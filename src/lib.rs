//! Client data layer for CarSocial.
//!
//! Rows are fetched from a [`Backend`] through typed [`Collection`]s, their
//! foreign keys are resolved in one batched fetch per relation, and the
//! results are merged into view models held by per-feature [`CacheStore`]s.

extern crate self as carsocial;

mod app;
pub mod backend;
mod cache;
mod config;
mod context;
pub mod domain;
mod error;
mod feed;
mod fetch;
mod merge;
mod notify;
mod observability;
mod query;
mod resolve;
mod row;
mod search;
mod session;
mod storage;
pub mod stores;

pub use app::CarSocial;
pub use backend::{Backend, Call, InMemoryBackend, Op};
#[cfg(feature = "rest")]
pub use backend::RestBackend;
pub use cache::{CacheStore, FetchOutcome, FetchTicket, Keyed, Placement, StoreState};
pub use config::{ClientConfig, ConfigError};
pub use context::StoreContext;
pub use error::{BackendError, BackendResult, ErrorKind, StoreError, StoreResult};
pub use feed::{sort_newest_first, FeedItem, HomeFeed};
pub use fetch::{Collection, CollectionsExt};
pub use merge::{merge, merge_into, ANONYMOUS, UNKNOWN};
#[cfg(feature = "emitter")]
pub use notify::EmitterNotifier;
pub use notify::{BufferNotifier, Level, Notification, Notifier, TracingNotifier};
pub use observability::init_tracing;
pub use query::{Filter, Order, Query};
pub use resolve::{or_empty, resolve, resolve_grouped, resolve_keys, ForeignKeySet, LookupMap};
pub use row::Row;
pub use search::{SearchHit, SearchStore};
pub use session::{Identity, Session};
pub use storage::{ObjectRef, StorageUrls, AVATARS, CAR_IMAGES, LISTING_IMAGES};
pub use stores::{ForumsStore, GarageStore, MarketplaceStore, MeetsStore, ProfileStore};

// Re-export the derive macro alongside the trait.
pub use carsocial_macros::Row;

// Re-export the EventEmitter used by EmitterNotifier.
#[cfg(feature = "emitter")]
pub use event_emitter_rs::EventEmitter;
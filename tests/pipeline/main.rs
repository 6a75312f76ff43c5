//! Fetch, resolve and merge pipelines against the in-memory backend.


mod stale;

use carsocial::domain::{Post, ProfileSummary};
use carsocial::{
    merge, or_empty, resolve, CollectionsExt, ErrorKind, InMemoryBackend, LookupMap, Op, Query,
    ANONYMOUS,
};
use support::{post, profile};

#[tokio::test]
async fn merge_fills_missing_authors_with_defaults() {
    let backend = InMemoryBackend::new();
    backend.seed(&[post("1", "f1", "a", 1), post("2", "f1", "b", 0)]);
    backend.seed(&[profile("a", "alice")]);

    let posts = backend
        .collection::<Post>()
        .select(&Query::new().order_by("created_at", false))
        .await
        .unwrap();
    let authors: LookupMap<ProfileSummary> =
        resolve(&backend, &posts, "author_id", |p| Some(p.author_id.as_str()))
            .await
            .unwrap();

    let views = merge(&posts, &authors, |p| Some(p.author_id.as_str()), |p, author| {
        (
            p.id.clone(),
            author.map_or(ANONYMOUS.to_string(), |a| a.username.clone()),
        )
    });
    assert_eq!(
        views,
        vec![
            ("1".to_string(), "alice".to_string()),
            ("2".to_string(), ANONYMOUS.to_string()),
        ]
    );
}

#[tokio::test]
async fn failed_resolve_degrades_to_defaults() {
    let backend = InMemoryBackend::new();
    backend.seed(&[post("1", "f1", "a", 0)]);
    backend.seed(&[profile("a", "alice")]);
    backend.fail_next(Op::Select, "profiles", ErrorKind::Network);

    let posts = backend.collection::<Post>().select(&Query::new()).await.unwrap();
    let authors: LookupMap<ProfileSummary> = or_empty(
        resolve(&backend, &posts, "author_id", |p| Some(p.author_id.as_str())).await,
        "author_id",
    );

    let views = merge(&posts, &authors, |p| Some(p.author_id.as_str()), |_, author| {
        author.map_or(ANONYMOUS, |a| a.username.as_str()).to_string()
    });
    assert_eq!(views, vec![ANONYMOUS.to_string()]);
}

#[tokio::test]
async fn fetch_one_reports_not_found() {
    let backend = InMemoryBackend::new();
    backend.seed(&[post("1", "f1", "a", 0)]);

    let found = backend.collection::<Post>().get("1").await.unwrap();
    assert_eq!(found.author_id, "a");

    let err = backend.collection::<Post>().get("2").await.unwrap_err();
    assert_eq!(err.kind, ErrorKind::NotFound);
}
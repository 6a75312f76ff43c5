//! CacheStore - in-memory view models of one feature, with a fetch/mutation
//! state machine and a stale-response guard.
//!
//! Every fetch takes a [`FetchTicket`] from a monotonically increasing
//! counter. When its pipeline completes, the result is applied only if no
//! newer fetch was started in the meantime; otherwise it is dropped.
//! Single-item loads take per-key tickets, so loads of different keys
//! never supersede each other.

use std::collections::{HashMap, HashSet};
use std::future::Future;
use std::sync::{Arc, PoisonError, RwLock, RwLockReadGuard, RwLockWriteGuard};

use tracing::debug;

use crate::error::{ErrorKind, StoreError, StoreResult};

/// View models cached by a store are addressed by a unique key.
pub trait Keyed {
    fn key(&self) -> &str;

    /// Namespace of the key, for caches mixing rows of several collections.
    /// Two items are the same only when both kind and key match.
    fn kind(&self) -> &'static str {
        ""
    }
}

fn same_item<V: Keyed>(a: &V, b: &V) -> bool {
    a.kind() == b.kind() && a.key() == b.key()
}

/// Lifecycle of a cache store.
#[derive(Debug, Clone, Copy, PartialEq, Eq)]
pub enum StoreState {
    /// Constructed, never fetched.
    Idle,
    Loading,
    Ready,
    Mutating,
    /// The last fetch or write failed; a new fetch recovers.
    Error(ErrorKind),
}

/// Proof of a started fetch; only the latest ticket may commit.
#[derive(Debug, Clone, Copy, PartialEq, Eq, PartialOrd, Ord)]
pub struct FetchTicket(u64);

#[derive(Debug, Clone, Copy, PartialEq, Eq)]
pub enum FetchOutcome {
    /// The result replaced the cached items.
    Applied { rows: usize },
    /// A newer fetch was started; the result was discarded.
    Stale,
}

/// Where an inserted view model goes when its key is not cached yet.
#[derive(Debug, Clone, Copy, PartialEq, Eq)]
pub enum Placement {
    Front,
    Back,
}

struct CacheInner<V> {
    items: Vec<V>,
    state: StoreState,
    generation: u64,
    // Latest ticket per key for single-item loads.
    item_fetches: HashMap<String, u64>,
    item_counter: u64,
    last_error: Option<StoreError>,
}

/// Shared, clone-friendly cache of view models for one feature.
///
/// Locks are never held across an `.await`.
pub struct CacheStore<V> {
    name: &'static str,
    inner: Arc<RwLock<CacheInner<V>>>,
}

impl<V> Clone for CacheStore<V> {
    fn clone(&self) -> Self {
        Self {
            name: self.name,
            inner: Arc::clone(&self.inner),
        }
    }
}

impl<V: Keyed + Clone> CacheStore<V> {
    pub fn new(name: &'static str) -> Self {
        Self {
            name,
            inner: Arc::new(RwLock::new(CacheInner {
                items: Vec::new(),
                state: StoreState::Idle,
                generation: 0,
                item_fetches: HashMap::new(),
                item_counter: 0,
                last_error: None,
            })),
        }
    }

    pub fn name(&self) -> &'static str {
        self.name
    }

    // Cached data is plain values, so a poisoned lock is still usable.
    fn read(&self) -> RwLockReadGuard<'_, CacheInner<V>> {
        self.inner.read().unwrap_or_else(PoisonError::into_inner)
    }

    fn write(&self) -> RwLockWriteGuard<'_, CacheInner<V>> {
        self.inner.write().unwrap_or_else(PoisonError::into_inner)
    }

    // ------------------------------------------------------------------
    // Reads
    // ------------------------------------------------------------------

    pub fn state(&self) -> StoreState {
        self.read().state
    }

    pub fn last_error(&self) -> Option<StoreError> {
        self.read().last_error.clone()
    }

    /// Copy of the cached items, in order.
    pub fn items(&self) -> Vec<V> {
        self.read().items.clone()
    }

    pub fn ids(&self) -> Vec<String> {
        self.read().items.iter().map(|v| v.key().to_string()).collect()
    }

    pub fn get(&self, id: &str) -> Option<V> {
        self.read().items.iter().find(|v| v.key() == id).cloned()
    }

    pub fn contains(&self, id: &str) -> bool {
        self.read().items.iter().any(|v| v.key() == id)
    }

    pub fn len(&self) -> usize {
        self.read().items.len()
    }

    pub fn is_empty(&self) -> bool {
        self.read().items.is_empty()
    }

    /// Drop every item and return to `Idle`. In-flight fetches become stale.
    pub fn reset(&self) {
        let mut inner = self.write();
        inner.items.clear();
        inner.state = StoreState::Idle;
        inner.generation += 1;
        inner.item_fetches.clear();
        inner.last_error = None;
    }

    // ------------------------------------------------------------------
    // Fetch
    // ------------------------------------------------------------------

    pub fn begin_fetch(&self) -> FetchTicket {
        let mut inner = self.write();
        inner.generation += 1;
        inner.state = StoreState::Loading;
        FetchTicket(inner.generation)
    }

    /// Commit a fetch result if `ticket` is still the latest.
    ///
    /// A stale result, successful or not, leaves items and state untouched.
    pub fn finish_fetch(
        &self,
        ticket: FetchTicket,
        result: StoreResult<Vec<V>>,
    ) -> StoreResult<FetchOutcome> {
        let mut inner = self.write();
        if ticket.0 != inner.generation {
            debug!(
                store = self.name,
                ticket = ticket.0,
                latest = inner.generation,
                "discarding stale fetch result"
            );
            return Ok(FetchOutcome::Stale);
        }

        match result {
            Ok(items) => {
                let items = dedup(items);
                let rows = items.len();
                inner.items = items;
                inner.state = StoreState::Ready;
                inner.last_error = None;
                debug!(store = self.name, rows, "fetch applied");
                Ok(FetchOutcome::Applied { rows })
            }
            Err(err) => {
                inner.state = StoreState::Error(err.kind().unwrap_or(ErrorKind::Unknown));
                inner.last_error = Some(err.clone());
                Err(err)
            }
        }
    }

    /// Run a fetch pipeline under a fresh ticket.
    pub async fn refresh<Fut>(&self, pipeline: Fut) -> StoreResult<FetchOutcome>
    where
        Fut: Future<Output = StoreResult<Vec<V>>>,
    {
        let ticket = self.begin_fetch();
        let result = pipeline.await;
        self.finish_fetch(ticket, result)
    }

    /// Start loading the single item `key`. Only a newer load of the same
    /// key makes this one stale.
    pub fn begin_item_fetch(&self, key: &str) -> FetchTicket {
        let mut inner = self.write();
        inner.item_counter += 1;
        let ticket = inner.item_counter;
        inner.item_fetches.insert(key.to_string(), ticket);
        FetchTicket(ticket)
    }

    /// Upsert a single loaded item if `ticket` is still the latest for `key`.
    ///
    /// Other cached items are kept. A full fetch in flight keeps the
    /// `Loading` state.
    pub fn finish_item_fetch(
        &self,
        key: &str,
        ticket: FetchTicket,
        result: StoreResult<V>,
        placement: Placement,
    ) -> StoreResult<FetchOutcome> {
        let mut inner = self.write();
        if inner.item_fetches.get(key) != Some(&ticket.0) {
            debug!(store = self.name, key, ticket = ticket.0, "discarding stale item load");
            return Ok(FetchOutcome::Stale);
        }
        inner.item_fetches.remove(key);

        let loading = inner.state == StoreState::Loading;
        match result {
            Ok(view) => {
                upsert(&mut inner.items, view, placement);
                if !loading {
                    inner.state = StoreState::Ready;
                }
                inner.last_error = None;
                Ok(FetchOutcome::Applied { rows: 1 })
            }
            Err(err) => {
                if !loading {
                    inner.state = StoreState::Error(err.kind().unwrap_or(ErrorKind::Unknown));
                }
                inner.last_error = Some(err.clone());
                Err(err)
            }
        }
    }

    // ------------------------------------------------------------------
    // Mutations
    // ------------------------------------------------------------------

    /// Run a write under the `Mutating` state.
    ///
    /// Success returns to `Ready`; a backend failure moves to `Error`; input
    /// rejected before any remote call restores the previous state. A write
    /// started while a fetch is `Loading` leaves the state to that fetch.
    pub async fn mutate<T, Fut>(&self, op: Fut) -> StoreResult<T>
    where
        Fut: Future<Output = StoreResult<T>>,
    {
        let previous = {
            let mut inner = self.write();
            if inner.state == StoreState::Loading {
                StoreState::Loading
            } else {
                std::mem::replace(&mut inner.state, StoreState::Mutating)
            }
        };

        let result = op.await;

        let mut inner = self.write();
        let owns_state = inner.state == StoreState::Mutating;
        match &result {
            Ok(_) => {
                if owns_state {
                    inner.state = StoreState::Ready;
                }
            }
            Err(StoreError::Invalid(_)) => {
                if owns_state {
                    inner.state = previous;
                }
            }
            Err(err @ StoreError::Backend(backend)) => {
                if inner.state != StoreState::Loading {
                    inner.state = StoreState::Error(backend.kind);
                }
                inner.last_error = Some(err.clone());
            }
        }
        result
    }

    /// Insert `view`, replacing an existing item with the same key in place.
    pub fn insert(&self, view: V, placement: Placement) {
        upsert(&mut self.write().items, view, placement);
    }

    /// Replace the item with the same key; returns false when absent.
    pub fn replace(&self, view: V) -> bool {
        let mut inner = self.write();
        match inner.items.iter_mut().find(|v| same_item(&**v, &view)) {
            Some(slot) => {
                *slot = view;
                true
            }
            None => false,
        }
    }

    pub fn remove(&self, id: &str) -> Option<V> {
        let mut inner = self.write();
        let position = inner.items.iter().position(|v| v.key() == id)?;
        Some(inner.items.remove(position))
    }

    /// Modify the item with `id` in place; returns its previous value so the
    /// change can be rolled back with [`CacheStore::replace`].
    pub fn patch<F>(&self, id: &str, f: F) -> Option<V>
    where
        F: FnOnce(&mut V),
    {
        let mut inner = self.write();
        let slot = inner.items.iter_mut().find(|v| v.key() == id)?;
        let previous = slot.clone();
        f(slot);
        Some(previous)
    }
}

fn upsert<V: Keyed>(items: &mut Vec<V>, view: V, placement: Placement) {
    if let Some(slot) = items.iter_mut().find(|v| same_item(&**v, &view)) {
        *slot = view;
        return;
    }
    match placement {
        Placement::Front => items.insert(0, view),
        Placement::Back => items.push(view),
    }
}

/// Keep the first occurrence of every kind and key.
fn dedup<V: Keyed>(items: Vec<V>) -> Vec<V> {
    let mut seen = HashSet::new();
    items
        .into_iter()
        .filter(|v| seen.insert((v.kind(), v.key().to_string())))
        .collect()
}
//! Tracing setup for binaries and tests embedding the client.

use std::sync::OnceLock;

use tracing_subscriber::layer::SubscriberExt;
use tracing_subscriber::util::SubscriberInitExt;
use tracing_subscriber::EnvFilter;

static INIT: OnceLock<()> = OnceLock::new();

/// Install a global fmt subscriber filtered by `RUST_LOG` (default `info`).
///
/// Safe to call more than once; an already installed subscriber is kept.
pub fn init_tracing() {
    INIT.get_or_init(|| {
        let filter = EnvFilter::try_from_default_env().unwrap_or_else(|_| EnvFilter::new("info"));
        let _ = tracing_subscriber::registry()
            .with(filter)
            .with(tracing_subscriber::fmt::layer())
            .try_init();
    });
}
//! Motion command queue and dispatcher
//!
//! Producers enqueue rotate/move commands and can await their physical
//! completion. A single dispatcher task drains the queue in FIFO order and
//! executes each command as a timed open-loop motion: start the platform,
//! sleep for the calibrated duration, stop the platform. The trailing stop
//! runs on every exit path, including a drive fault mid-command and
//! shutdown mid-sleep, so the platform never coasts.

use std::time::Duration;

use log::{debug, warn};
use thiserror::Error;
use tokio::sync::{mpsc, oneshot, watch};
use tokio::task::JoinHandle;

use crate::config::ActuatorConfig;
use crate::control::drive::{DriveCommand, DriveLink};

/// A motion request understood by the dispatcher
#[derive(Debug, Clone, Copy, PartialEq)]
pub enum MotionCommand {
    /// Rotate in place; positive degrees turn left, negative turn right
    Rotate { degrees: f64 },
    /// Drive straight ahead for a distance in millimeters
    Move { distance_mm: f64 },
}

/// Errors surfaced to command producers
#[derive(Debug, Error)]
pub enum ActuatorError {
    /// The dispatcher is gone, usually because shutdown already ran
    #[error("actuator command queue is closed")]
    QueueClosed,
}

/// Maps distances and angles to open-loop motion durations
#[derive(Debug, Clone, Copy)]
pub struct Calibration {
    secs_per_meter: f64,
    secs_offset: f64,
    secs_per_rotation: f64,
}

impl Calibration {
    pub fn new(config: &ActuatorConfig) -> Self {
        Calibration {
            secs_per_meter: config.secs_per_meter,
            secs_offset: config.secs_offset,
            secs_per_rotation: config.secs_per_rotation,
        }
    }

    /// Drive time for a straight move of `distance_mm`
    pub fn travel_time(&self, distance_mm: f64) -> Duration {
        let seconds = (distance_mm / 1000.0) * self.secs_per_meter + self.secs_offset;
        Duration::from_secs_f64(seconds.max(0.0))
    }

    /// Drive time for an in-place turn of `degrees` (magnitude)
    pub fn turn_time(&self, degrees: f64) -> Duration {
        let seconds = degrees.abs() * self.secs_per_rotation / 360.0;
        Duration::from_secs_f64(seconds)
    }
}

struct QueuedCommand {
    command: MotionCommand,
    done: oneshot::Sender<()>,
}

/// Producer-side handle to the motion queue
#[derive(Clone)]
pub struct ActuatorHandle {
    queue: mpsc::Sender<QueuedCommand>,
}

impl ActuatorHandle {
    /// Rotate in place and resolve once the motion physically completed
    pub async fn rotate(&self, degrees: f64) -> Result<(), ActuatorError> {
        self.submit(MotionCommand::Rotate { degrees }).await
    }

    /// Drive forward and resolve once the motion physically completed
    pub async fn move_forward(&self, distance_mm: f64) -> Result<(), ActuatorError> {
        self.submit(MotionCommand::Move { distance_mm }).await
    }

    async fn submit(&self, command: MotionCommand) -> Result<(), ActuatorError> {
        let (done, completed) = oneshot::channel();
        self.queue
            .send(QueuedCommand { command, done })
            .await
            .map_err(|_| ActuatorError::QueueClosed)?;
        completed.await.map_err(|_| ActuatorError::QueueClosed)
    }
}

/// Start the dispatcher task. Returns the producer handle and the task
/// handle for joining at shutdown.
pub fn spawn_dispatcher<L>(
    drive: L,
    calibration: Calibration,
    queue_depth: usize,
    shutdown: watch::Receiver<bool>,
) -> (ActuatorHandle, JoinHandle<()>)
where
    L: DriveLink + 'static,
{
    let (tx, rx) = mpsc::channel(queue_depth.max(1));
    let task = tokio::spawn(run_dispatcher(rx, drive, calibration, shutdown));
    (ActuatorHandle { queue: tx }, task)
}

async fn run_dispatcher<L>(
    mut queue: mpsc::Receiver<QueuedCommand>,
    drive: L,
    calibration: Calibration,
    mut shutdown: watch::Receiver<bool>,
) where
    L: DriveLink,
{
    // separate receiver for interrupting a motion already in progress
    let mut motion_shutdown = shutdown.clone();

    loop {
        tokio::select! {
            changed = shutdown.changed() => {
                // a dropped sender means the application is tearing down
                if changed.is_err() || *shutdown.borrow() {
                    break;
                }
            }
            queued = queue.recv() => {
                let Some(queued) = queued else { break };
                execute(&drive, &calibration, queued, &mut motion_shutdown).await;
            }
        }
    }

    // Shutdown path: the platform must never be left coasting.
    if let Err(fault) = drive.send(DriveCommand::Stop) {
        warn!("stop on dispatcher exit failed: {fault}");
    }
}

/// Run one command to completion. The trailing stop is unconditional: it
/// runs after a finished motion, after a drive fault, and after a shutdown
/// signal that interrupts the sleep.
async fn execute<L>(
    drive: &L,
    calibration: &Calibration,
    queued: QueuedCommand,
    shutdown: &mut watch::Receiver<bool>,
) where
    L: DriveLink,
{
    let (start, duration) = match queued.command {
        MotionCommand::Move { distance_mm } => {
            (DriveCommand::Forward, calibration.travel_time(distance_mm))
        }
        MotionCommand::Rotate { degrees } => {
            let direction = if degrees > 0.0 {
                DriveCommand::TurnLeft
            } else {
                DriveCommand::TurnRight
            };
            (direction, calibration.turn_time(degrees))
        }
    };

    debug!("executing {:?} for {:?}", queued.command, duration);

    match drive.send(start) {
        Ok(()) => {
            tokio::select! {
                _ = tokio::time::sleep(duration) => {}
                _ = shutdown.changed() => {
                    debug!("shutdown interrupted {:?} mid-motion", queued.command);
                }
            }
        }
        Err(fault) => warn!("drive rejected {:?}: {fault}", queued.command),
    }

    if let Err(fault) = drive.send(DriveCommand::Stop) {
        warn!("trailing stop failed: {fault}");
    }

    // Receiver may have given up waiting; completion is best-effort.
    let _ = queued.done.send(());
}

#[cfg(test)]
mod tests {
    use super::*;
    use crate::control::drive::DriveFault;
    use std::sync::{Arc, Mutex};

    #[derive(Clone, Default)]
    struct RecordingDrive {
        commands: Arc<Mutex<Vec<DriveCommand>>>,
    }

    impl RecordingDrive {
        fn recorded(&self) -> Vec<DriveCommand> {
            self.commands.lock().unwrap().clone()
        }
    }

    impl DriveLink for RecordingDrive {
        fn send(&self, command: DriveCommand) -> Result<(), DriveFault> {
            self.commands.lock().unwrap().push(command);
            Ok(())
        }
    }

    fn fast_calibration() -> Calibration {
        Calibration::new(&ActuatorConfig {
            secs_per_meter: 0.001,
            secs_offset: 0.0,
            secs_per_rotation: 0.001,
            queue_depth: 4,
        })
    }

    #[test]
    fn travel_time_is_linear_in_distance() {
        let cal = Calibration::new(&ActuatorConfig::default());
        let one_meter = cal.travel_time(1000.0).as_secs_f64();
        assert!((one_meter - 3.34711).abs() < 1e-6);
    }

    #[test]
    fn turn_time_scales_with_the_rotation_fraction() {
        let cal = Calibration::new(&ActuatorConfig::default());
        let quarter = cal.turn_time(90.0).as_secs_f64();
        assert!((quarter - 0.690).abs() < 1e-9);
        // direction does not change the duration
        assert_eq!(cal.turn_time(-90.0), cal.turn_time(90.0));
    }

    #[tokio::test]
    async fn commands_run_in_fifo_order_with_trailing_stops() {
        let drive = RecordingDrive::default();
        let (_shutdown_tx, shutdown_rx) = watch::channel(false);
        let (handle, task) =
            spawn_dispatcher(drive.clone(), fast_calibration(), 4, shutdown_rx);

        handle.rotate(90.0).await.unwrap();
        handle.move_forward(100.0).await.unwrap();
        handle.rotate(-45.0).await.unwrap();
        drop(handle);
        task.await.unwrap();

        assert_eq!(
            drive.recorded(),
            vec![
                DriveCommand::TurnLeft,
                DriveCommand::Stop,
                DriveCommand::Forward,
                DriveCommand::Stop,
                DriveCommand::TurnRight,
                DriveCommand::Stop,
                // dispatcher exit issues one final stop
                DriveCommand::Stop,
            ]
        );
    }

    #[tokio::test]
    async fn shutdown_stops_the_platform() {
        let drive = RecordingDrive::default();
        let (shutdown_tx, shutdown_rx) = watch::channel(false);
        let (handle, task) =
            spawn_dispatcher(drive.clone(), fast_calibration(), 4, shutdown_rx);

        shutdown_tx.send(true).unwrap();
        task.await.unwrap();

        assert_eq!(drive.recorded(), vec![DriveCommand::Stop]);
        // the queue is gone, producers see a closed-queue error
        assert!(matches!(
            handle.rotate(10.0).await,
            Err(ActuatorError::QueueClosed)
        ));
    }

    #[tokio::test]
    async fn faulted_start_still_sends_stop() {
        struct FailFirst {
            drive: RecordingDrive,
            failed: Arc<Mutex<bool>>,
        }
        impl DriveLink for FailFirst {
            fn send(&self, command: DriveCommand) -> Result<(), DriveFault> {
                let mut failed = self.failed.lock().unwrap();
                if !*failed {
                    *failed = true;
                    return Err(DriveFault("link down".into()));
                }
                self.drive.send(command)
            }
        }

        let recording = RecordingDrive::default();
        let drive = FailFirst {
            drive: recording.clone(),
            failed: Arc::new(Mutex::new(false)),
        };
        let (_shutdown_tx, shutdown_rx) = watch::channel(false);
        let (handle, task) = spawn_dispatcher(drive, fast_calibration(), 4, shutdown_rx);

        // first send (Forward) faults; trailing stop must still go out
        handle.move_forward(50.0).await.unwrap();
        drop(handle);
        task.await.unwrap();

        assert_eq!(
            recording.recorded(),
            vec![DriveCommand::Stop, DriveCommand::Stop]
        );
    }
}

+-------+

### What to produce
Output should match, line for line, the stretch of the material above from the line holding "Some(p.author_id.as_str()), |p, author|" through the line holding "it is dropped.".

### Answer space
    let views = merge(&posts, &authors, |p| Some(p.author_id.as_str()), |p, author| {
        (
            p.id.clone(),
            author.map_or(ANONYMOUS.to_string(), |a| a.username.clone()),
        )
    });
    assert_eq!(
        views,
        vec![
            ("1".to_string(), "alice".to_string()),
            ("2".to_string(), ANONYMOUS.to_string()),
        ]
    );
}

#[tokio::test]
async fn failed_resolve_degrades_to_defaults() {
    let backend = InMemoryBackend::new();
    backend.seed(&[post("1", "f1", "a", 0)]);
    backend.seed(&[profile("a", "alice")]);
    backend.fail_next(Op::Select, "profiles", ErrorKind::Network);

    let posts = backend.collection::<Post>().select(&Query::new()).await.unwrap();
    let authors: LookupMap<ProfileSummary> = or_empty(
        resolve(&backend, &posts, "author_id", |p| Some(p.author_id.as_str())).await,
        "author_id",
    );

    let views = merge(&posts, &authors, |p| Some(p.author_id.as_str()), |_, author| {
        author.map_or(ANONYMOUS, |a| a.username.as_str()).to_string()
    });
    assert_eq!(views, vec![ANONYMOUS.to_string()]);
}

#[tokio::test]
async fn fetch_one_reports_not_found() {
    let backend = InMemoryBackend::new();
    backend.seed(&[post("1", "f1", "a", 0)]);

    let found = backend.collection::<Post>().get("1").await.unwrap();
    assert_eq!(found.author_id, "a");

    let err = backend.collection::<Post>().get("2").await.unwrap_err();
    assert_eq!(err.kind, ErrorKind::NotFound);
}
repository 6a75312f76ff43c5
//! CacheStore - in-memory view models of one feature, with a fetch/mutation
//! state machine and a stale-response guard.
//!
//! Every fetch takes a [`FetchTicket`] from a monotonically increasing
//! counter. When its pipeline completes, the result is applied only if no
//! newer fetch was started in the meantime; otherwise it is dropped.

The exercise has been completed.